--- DATA FOR REVIEW ---

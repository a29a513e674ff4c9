//! Storage target resolution.

use std::fmt::{Display, Formatter};
use std::path::{Path, PathBuf};

/// Designator selecting a transient, connection-scoped database.
pub const MEMORY_DESIGNATOR: &str = ":memory:";

/// Where a store keeps its rows.
#[derive(Debug, Clone, PartialEq, Eq)]
pub enum StoreTarget {
    /// Persistent database file.
    File(PathBuf),
    /// Transient database living exactly as long as the owning store.
    Memory,
}

impl StoreTarget {
    /// Resolves a target string. `":memory:"` selects the transient target;
    /// every other value is taken as a file path verbatim.
    pub fn parse(value: &str) -> Self {
        if value.trim() == MEMORY_DESIGNATOR {
            Self::Memory
        } else {
            Self::File(PathBuf::from(value))
        }
    }

    /// Stable mode label used in log events.
    pub fn mode(&self) -> &'static str {
        match self {
            Self::File(_) => "file",
            Self::Memory => "memory",
        }
    }

    pub fn is_transient(&self) -> bool {
        matches!(self, Self::Memory)
    }
}

impl Display for StoreTarget {
    fn fmt(&self, f: &mut Formatter<'_>) -> std::fmt::Result {
        match self {
            Self::File(path) => write!(f, "{}", path.display()),
            Self::Memory => f.write_str(MEMORY_DESIGNATOR),
        }
    }
}

impl From<&str> for StoreTarget {
    fn from(value: &str) -> Self {
        Self::parse(value)
    }
}

impl From<String> for StoreTarget {
    fn from(value: String) -> Self {
        Self::parse(&value)
    }
}

impl From<&Path> for StoreTarget {
    fn from(value: &Path) -> Self {
        Self::File(value.to_path_buf())
    }
}

impl From<PathBuf> for StoreTarget {
    fn from(value: PathBuf) -> Self {
        Self::File(value)
    }
}

impl From<&PathBuf> for StoreTarget {
    fn from(value: &PathBuf) -> Self {
        Self::File(value.clone())
    }
}
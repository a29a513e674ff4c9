//! SQLite storage bootstrap for the book store.
//!
//! # Responsibility
//! - Resolve storage targets (file path or transient designator).
//! - Open and configure SQLite connections.
//! - Own the `books` table DDL.
//!
//! # Invariants
//! - A connection is only handed out after its target was successfully read.
//! - Schema creation is idempotent and never clears rows.

use std::error::Error;
use std::fmt::{Display, Formatter};

mod open;
pub mod schema;
mod target;

pub use open::open_connection;
pub use target::{StoreTarget, MEMORY_DESIGNATOR};

pub type StoreResult<T> = Result<T, StoreError>;

/// Error taxonomy for book store operations.
///
/// Lookup misses are not errors; they surface as `None` or a zero row count.
#[derive(Debug)]
pub enum StoreError {
    /// The backing target could not be opened or read.
    StorageUnavailable {
        target: String,
        source: Option<rusqlite::Error>,
    },
    /// A table operation ran before `create_table`.
    SchemaMissing(&'static str),
    /// Releasing the connection failed.
    Close(rusqlite::Error),
    Sqlite(rusqlite::Error),
}

impl Display for StoreError {
    fn fmt(&self, f: &mut Formatter<'_>) -> std::fmt::Result {
        match self {
            Self::StorageUnavailable {
                target,
                source: Some(err),
            } => write!(f, "storage target `{target}` is unavailable: {err}"),
            Self::StorageUnavailable {
                target,
                source: None,
            } => write!(f, "storage target `{target}` is unavailable"),
            Self::SchemaMissing(table) => {
                write!(f, "table `{table}` does not exist; call create_table first")
            }
            Self::Close(err) => write!(f, "failed to close store connection: {err}"),
            Self::Sqlite(err) => write!(f, "{err}"),
        }
    }
}

impl Error for StoreError {
    fn source(&self) -> Option<&(dyn Error + 'static)> {
        match self {
            Self::StorageUnavailable { source, .. } => {
                source.as_ref().map(|err| err as &(dyn Error + 'static))
            }
            Self::SchemaMissing(_) => None,
            Self::Close(err) => Some(err),
            Self::Sqlite(err) => Some(err),
        }
    }
}

impl From<rusqlite::Error> for StoreError {
    fn from(value: rusqlite::Error) -> Self {
        Self::Sqlite(value)
    }
}
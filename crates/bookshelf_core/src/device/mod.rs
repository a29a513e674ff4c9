//! Simulated network device configuration.
//!
//! Nothing here performs network I/O; settings live in process memory.

pub mod network_config;
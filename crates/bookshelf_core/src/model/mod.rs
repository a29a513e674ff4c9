//! Domain model for persisted records.
//!
//! # Invariants
//! - Records carry no storage identifiers; the natural key is the title.

pub mod book;
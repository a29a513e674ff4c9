//! Book value object.

use serde::{Deserialize, Serialize};

/// One book as seen by callers of the store.
///
/// `title` is the lookup key for find/update/delete. Construction performs no
/// validation: empty and duplicate titles are structurally allowed.
///
/// `==` and `Hash` compare all three fields, so a fetched book equals what was
/// inserted only when description and author match too. Use
/// [`Book::same_title`] to ask whether two values address the same row.
#[derive(Debug, Clone, PartialEq, Eq, Hash, Serialize, Deserialize)]
pub struct Book {
    pub title: String,
    /// Used as a category or genre label in practice.
    pub description: String,
    pub author: String,
}

impl Book {
    pub fn new(
        title: impl Into<String>,
        description: impl Into<String>,
        author: impl Into<String>,
    ) -> Self {
        Self {
            title: title.into(),
            description: description.into(),
            author: author.into(),
        }
    }

    /// Returns whether `other` addresses the same stored row.
    pub fn same_title(&self, other: &Book) -> bool {
        self.title == other.title
    }
}

#[cfg(test)]
mod tests {
    use super::Book;

    #[test]
    fn new_keeps_field_order() {
        let book = Book::new("Carolinas liv", "Deckare", "Carolina");
        assert_eq!(book.title, "Carolinas liv");
        assert_eq!(book.description, "Deckare");
        assert_eq!(book.author, "Carolina");
    }

    #[test]
    fn identity_is_by_title() {
        let original = Book::new("A", "genre1", "author1");
        let mut edited = original.clone();
        edited.description = "genre2".to_string();

        assert!(original.same_title(&edited));
        assert_ne!(original, edited);
        assert!(!original.same_title(&Book::new("B", "genre1", "author1")));
    }

    #[test]
    fn empty_fields_are_accepted() {
        let book = Book::new("", "", "");
        assert!(book.title.is_empty());
    }
}
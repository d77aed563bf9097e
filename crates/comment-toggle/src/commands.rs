//! Host command and dispatch types.

use thiserror::Error;

/// An editor action the host can perform on the current selection.
#[derive(Debug, Clone, Copy, PartialEq, Eq)]
pub enum EditorCommand {
    /// Comment out every line covered by the selection.
    CommentSelection,
    /// Remove line comments from every line covered by the selection.
    UncommentSelection,
}

/// Options forwarded to the host dispatcher along with a command.
///
/// The default value asks for the host's silent do-default behavior.
#[derive(Debug, Clone, Copy, PartialEq, Eq, Default)]
pub struct DispatchOptions {
    /// Allow the host to raise UI (prompts, previews) while executing.
    pub allow_ui: bool,
}

/// How the host reacted to a dispatched command.
#[derive(Debug, Clone, Copy, PartialEq, Eq)]
pub enum DispatchOutcome {
    /// The host executed the command.
    Handled,
    /// The host has no binding for the command in the current context.
    ///
    /// Not an error at this layer: the host was reachable and answered.
    Unhandled,
}

/// Errors surfaced by a host dispatcher.
#[derive(Debug, Clone, PartialEq, Eq, Error)]
pub enum DispatchError {
    /// The host rejected the command in its current state.
    #[error("host rejected {command:?}: {reason}")]
    Rejected {
        /// The rejected command.
        command: EditorCommand,
        /// Host-provided reason.
        reason: String,
    },

    /// The host failed while executing the command.
    #[error("host failed executing {command:?}: {reason}")]
    Failed {
        /// The failing command.
        command: EditorCommand,
        /// Host-provided reason.
        reason: String,
    },
}
//! Capability traits supplied by the hosting editor.
//!
//! The kernel never looks capabilities up dynamically. Callers hold whatever host objects they
//! have and pass these seams in at call time.

use crate::commands::{DispatchError, DispatchOptions, DispatchOutcome, EditorCommand};
use crate::selection::SelectionSet;
use crate::span::CharSpan;

/// Read-only view state: what is selected, and where the caret's line is.
///
/// The `&self` borrow doubles as the snapshot: implementations must answer every method against
/// one consistent buffer state.
pub trait EditorView {
    /// The current selection spans, normalized, in document order.
    fn selections(&self) -> SelectionSet;

    /// The extent of the line containing the caret, excluding the line break.
    fn caret_line_extent(&self) -> CharSpan;
}

/// Command-execution capability: performs an editor action against the current editor context.
pub trait CommandDispatcher {
    /// Execute `command` with the given options.
    fn dispatch(
        &mut self,
        command: EditorCommand,
        options: DispatchOptions,
    ) -> Result<DispatchOutcome, DispatchError>;
}

/// Caret-movement capability.
pub trait CaretOperations {
    /// Move the caret down exactly one line.
    ///
    /// With `extend_selection`, the selection is extended to the new caret position; otherwise
    /// the selection collapses to the caret.
    fn move_line_down(&mut self, extend_selection: bool);
}

/// The full set of host capabilities needed to execute a toggle.
///
/// Blanket-implemented for any type providing all three seams, so a host that is a single object
/// can be passed as one `&mut` reference.
pub trait EditorHost: EditorView + CommandDispatcher + CaretOperations {}

impl<T: EditorView + CommandDispatcher + CaretOperations + ?Sized> EditorHost for T {}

---

Give the number of lines in the material above that have the word "StoreTarget" in them, and nothing more.

9